It should be recorded that while the vogue lasted, there did come into existence sundry troops of minstrels whose members were all of them actually colored men, altho they conformed to the convention set by those whom they were imitating and conscientiously disguised themselves with burnt cork, to achieve the sable uniformity temporarily attained by the ordinary negro minstrels. Perhaps the most obvious parallel of the blacking up of veritable colored men to follow the example of the white men who pretended to imitate the negro is to be found in the original performance of 'As You Like It,' on the Elizabethan stage, when the shaven boy-actor who impersonated Rosalind disguised himself as a lad, and then had to pretend to Orlando that he was a girl.

IV

For the decline and fall of negro-minstrelsy it is easy to find more than one sufficient explanation. First of all, it may have been due to its failure to devote itself lovingly to the representation of the many peculiarities of the negro himself. Second, it is possible that negro-minstrelsy had an inherent and inevitable disqualification for enduring popularity, in that it was exclusively masculine and necessarily deprived of the potent attractiveness exerted by the members of the more fascinating sex. And in the third place, its program was rather limited and monotonous, and therefore negro-minstrelsy could not long withstand the competition of the music-hall, of the variety-show, and of the comic musical pieces, which satisfied more amply the exactly similar taste of the public for broad fun commingled with song and dance.

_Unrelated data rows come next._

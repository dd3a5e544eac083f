//! Where mixed frames leave the engine.
//!
//! The output loop (see [`Player`](crate::Player)) delivers one filled
//! buffer per cycle to an [`OutputSink`]. Two implementations ship behind
//! features: [`WavSink`] (`wav_output`) renders to a WAV file, and
//! [`speakers`] (`playback`) plays through the system's output device.
//! Anything else — a network peer, a test probe — is one small trait impl
//! away.

use std::num::NonZeroUsize;

use crate::{Frame, SampleRate};

#[cfg(feature = "playback")]
pub mod speakers;
#[cfg(feature = "wav_output")]
mod wav;

#[cfg(feature = "wav_output")]
pub use wav::WavSink;

/// Consumes the mixed signal, one buffer per output cycle.
///
/// `write` is expected to block while the sink's downstream buffer is full;
/// that blocking is the only backpressure pacing the playback thread. A
/// sink that never blocks (like a file) lets the loop run as fast as the
/// mixer can produce.
pub trait OutputSink: Send {
    /// Delivers one buffer of mixed frames.
    fn write(&mut self, frames: &[Frame]);
}

/// Timing parameters of the output loop.
#[derive(Clone, Copy, Debug)]
pub struct OutputConfig {
    /// Frame rate of the mixed signal.
    pub sample_rate: SampleRate,
    /// Frames pulled from the mixer per cycle.
    ///
    /// Sets both the output latency and the loop period
    /// (`buffer_size / sample_rate`): smaller buffers react faster to
    /// control changes, larger ones are cheaper and more robust against
    /// scheduling hiccups.
    pub buffer_size: NonZeroUsize,
}

impl Default for OutputConfig {
    /// 44.1 kHz with 2048 frames (~46 ms) per cycle.
    fn default() -> Self {
        OutputConfig {
            sample_rate: SampleRate::new(44100).unwrap(),
            buffer_size: NonZeroUsize::new(2048).unwrap(),
        }
    }
}
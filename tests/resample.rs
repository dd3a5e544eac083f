//! Rate-conversion properties over realistic rate pairs.

use approx::assert_relative_eq;
use rill::{nz, Frame, FramesBuffer, SampleRate, Source};
use rstest::rstest;

fn sine(len: usize, rate: SampleRate) -> FramesBuffer {
    let data: Vec<Frame> = (0..len)
        .map(|i| {
            let t = i as f32 / rate.get() as f32;
            let s = (t * 440.0 * std::f32::consts::TAU).sin() * 0.5;
            Frame::new(s, s)
        })
        .collect();
    FramesBuffer::new(rate, data)
}

fn count_frames(source: &mut impl Source) -> usize {
    let mut total = 0;
    let mut buf = [Frame::ZERO; 512];
    loop {
        let (filled, more) = source.stream(&mut buf);
        total += filled;
        if !more {
            return total;
        }
    }
}

#[rstest]
#[case(44100, 22050)]
#[case(22050, 44100)]
#[case(44100, 48000)]
#[case(48000, 44100)]
#[case(8000, 192000)]
fn output_length_matches_the_rate_ratio(#[case] from: u32, #[case] to: u32) {
    for quality in [1usize, 2, 4] {
        let mut converter =
            sine(1000, nz!(from)).resample(nz!(quality), nz!(from), nz!(to));
        let produced = count_frames(&mut converter) as f64;
        let expected = 1000.0 * to as f64 / from as f64;
        assert!(
            (produced - expected).abs() <= 1.0,
            "{from} -> {to} at quality {quality}: {produced} frames for an expected {expected}"
        );
    }
}

#[test]
fn waveform_survives_an_up_down_round_trip() {
    // 44.1k -> 48k -> 44.1k should come back close to the original away
    // from the stream edges.
    let original = sine(2000, nz!(44100));
    let reference = original.clone();

    let mut chain = original
        .resample(nz!(4), nz!(44100), nz!(48000))
        .resample(nz!(4), nz!(48000), nz!(44100));

    let mut out = Vec::new();
    let mut buf = [Frame::ZERO; 256];
    loop {
        let (filled, more) = chain.stream(&mut buf);
        out.extend_from_slice(&buf[..filled]);
        if !more {
            break;
        }
    }

    let mut expected = Vec::new();
    let mut reference = reference;
    let mut buf = [Frame::ZERO; 256];
    loop {
        let (filled, more) = reference.stream(&mut buf);
        expected.extend_from_slice(&buf[..filled]);
        if !more {
            break;
        }
    }

    for i in 50..1950 {
        assert_relative_eq!(out[i].left, expected[i].left, epsilon = 0.02);
    }
}

#[test]
fn ratio_is_mutable_while_streaming() {
    let mut converter = sine(4000, nz!(44100)).resample(nz!(2), nz!(44100), nz!(44100));
    assert_relative_eq!(converter.ratio(), 1.0);

    let mut buf = [Frame::ZERO; 1000];
    let (filled, _) = converter.stream(&mut buf);
    assert_eq!(filled, 1000);

    // Speed the stream up by a fifth: the remaining 3000 input frames
    // shrink to ~2500 output frames.
    converter.set_ratio(1.0 / 1.2);
    let remaining = count_frames(&mut converter) as f64;
    assert!(
        (remaining - 2500.0).abs() <= 2.0,
        "{remaining} frames after the ratio change"
    );
}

Whatever the precise cause may be, there is no denying that negro-minstrelsy is on the verge of extinction, however much we may bewail the fact. It failed to accomplish its true purpose, and it is disappearing, leaving behind it little that is worthy of preservation except a few of its songs. This, at least, it has to its credit—that it gave Stephen Collins Foster the chance to produce his simple melodies. Perhaps we might even venture to assert that the existence of negro-minstrelsy is justified by a single one of these songs—by 'Old Folks at Home,' which has a wailing melancholy and an unaffected pathos, lacking in the earlier and more saccharine 'Home, Sweet Home,' which the English composer, Bishop, based on an old Sicilian tune. After Foster came Root and Work, and 'My Old Kentucky Home' was succeeded by 'Tramp, Tramp, Tramp, the Boys Are Marching,' and by 'Marching thru Georgia'—which last lyric now shares its popularity only with 'Dixie' as a musical relic of the Civil War.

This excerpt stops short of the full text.